El presidente de la Cámara de Representantes, Mike Moyle, republicano por Star, propuso un plan que permite al fiscal general demandar a cualquier entidad o funcionario gubernamental que incumpla la ley, incluso si esta no cuenta con una disposición propia para su aplicación. También permite a Idaho retener fondos estatales a estas entidades tras presentar una demanda de este tipo.
“Se espera que la perspectiva de que el fiscal general lleve a un funcionario público, empleado público o entidad gubernamental estatal o local a los tribunales para obligarlo a cumplir la ley” —y la posibilidad de miles de dólares en multas o retención de fondos estatales— sea “suficiente para recordar a dichas personas y entidades su deber de cumplir la ley”, según la declaración de propósito del proyecto de ley.
La líder de la minoría de la Cámara de Representantes, Ilana Rubel, demócrata por Boise, declaró al Idaho Statesman tras la audiencia que creía que el proyecto de ley iba dirigido contra Boise y su decisión de mantener la bandera del Orgullo. Afirmó que el proyecto de ley representaba un “martillo infernal” contra los gobiernos locales, que podrían perder la financiación estatal incluso antes de que se decidieran los resultados de las demandas y no contaban con ningún mecanismo —según las disposiciones del proyecto de ley— para recuperar los honorarios de sus abogados, incluso si ganaran el caso.
“Eso me parece profundamente desequilibrado e injusto”, dijo a sus compañeros miembros del Comité de Medios y Arbitrios de la Cámara de Representantes.
El líder de la mayoría de la Cámara de Representantes, Jason Monks, uno de los promotores del proyecto de ley, declaró al Statesman que Boise no era necesariamente el foco de la propuesta. Monks, republicano de Meridian, afirmó que agencias estatales como la Comisión Tributaria de Idaho también habían violado la ley estatal relativa a las auditorías en los últimos años.
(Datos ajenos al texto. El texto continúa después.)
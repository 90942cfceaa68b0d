// src/geometry/polygon/clipping.rs

use super::core::Polygon;
use crate::types::Window;
use crate::utils::constants::{CLIP_EPSILON, EPSILON};
use glam::Vec2;

/// Welche Fensterschranke ein außenliegender Eckpunkt verletzt,
/// in Prüfreihenfolge: oben, unten, rechts, links.
#[derive(Debug, Clone, Copy, PartialEq)]
enum Violation {
    Top,
    Bottom,
    Right,
    Left,
}

impl Violation {
    fn classify(v: Vec2, window: &Window) -> Option<Self> {
        if v.y > window.ymax() {
            Some(Self::Top)
        } else if v.y < window.ymin() {
            Some(Self::Bottom)
        } else if v.x > window.xmax() {
            Some(Self::Right)
        } else if v.x < window.xmin() {
            Some(Self::Left)
        } else {
            None
        }
    }

    /// Schnittpunkt der Kante `from -> to` mit der verletzten Schranke.
    /// `from` muss der innen liegende Endpunkt sein; liegt er ebenfalls
    /// jenseits der Schranke, gibt es keinen Schnittpunkt.
    fn edge_intersection(self, from: Vec2, to: Vec2, window: &Window) -> Option<Vec2> {
        match self {
            Self::Top => {
                let bound = window.ymax();
                (from.y < bound)
                    .then(|| Vec2::new(from.x + (to.x - from.x) * ((bound - from.y) / (to.y - from.y)), bound))
            }
            Self::Bottom => {
                let bound = window.ymin();
                (from.y > bound)
                    .then(|| Vec2::new(from.x + (to.x - from.x) * ((bound - from.y) / (to.y - from.y)), bound))
            }
            Self::Right => {
                let bound = window.xmax();
                (from.x < bound)
                    .then(|| Vec2::new(bound, from.y + (to.y - from.y) * ((bound - from.x) / (to.x - from.x))))
            }
            Self::Left => {
                let bound = window.xmin();
                (from.x > bound)
                    .then(|| Vec2::new(bound, from.y + (to.y - from.y) * ((bound - from.x) / (to.x - from.x))))
            }
        }
    }
}

impl Polygon {
    /// Clippt den Ring gegen das Fenster.
    ///
    /// Erste Phase: außenliegende Eckpunkte werden einzeln durch die
    /// Schnittpunkte ihrer beiden anliegenden Kanten mit der verletzten
    /// Schranke ersetzt (beziehungsweise entfernt, wenn keine der Kanten
    /// die Schranke kreuzt), bis kein Eckpunkt mehr außerhalb liegt.
    /// Zweite Phase: wo aufeinanderfolgende Eckpunkte auf zwei benachbarten
    /// Fensterseiten liegen, wird der fehlende Eckpunkt des Fensters
    /// eingefügt (Toleranz `CLIP_EPSILON`).
    ///
    /// Ein vollständig innenliegendes Polygon bleibt unverändert; ein
    /// vollständig außenliegendes wird geleert. Die Operation ist
    /// idempotent und invalidiert den Dreiecks-Cache.
    pub fn clip(&mut self, window: &Window) {
        if self.vertices.len() < 4 {
            self.clear();
            return;
        }
        self.triangles = None;

        self.clip_outside_vertices(window);

        // Reste mit verschwindender Fläche liegen vollständig auf dem Rand
        if self.area() < EPSILON {
            self.clear();
            return;
        }

        self.insert_window_corners(window);
    }

    fn clip_outside_vertices(&mut self, window: &Window) {
        // Der Lauf geht zyklisch über den Ring und repariert jeden außen-
        // liegenden Eckpunkt an Ort und Stelle; ein Eckpunkt wird erst wieder
        // besucht, nachdem seine Nachbarn repariert wurden. Ein Schnittpunkt,
        // der noch jenseits einer Querschranke liegt, landet so in der
        // Folgerunde exakt auf der ursprünglichen Kante. Das Budget deckelt
        // pathologische Ringe.
        let mut budget = 8 * self.vertices.len().max(8);
        let mut i = 0;
        let mut unchanged = 0;

        while budget > 0 {
            let n = self.vertex_count();
            if n < 3 {
                self.clear();
                return;
            }
            if i >= n {
                i = 0;
            }

            let Some(violation) = Violation::classify(self.vertices[i], window) else {
                unchanged += 1;
                if unchanged >= n {
                    return;
                }
                i += 1;
                continue;
            };
            unchanged = 0;
            budget -= 1;

            let prev = self.vertices[if i == 0 { n - 1 } else { i - 1 }];
            let next = self.vertices[i + 1];
            let outside = self.vertices[i];

            let entering = violation.edge_intersection(prev, outside, window);
            let leaving = violation.edge_intersection(next, outside, window);

            match (entering, leaving) {
                (None, None) => {
                    // beide Nachbarn jenseits derselben Schranke: Punkt entfällt
                    self.remove_ring_vertex(i);
                }
                (Some(p), None) | (None, Some(p)) => {
                    self.replace_ring_vertex(i, p);
                    i += 1;
                }
                (Some(p0), Some(p1)) => {
                    self.replace_ring_vertex(i, p0);
                    self.vertices.insert(i + 1, p1);
                    i += 2;
                }
            }
        }
    }

    fn replace_ring_vertex(&mut self, i: usize, v: Vec2) {
        self.vertices[i] = v;
        if i == 0 {
            let last = self.vertices.len() - 1;
            self.vertices[last] = v;
        }
    }

    fn insert_window_corners(&mut self, window: &Window) {
        let (x0, y0) = (window.xmin(), window.ymin());
        let (x1, y1) = (window.xmax(), window.ymax());
        let near = |a: f32, b: f32| (a - b).abs() < CLIP_EPSILON;

        let mut i = 0;
        while i < self.vertex_count() {
            let a = self.vertices[i];
            let b = self.vertices[i + 1];

            // benachbarte Seitenpaare in Umlaufrichtung: links/unten,
            // unten/rechts, rechts/oben, oben/links
            let corner = if near(a.x, x0) && near(b.y, y0) {
                Some(Vec2::new(x0, y0))
            } else if near(a.y, y0) && near(b.x, x1) {
                Some(Vec2::new(x1, y0))
            } else if near(a.x, x1) && near(b.y, y1) {
                Some(Vec2::new(x1, y1))
            } else if near(a.y, y1) && near(b.x, x0) {
                Some(Vec2::new(x0, y1))
            } else {
                None
            };

            if let Some(corner) = corner {
                // nur einfügen, wenn der Eckpunkt nicht schon vorhanden ist
                if a.distance_squared(corner) > CLIP_EPSILON * CLIP_EPSILON
                    && b.distance_squared(corner) > CLIP_EPSILON * CLIP_EPSILON
                {
                    self.vertices.insert(i + 1, corner);
                    i += 1;
                }
            }
            i += 1;
        }
    }
}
Añadió que no recordaba en qué años se había planteado este tema en la Legislatura.
“Tenemos muchas leyes y realmente esperamos que las agencias las cumplan”, declaró al Statesman por teléfono. “Es su trabajo”.
Moyle insistió en que el proyecto de ley apunta a “cualquiera que infrinja la ley”, aunque se negó a proporcionar ejemplos.
“Es más fácil decirles a todos: ‘Si están haciendo algo que saben que no deben hacer ahora mismo, por favor, paren’”, dijo. “’Si no quieren parar, dejemos que un juez decida qué van a perder’”.
María Ortega, portavoz de la ciudad de Boise, dijo al Statesman por correo electrónico que era demasiado pronto en el proceso legislativo para que la ciudad opinara sobre el proyecto de ley, pero que Boise “definitivamente lo está monitoreando”.
Monks señaló que el representante Ted Hill, republicano por Eagle, asumió por separado la responsabilidad de aplicar la ley de la bandera de 2025. Boise eludió la ley al convertir la bandera del Orgullo en una de las banderas oficiales de su ciudad. La propuesta de Hill prohibiría a las ciudades considerar oficial una bandera si se establecía dicha designación después de 2023. Su proyecto de ley ha sido enviado a la Cámara de Representantes para su revisión y modificación.
Los legisladores votaron el viernes a favor de presentar la propuesta de Moyle, que se someterá a una audiencia en el comité. Moyle afirmó que aún no sabe qué comité celebrará dicha audiencia.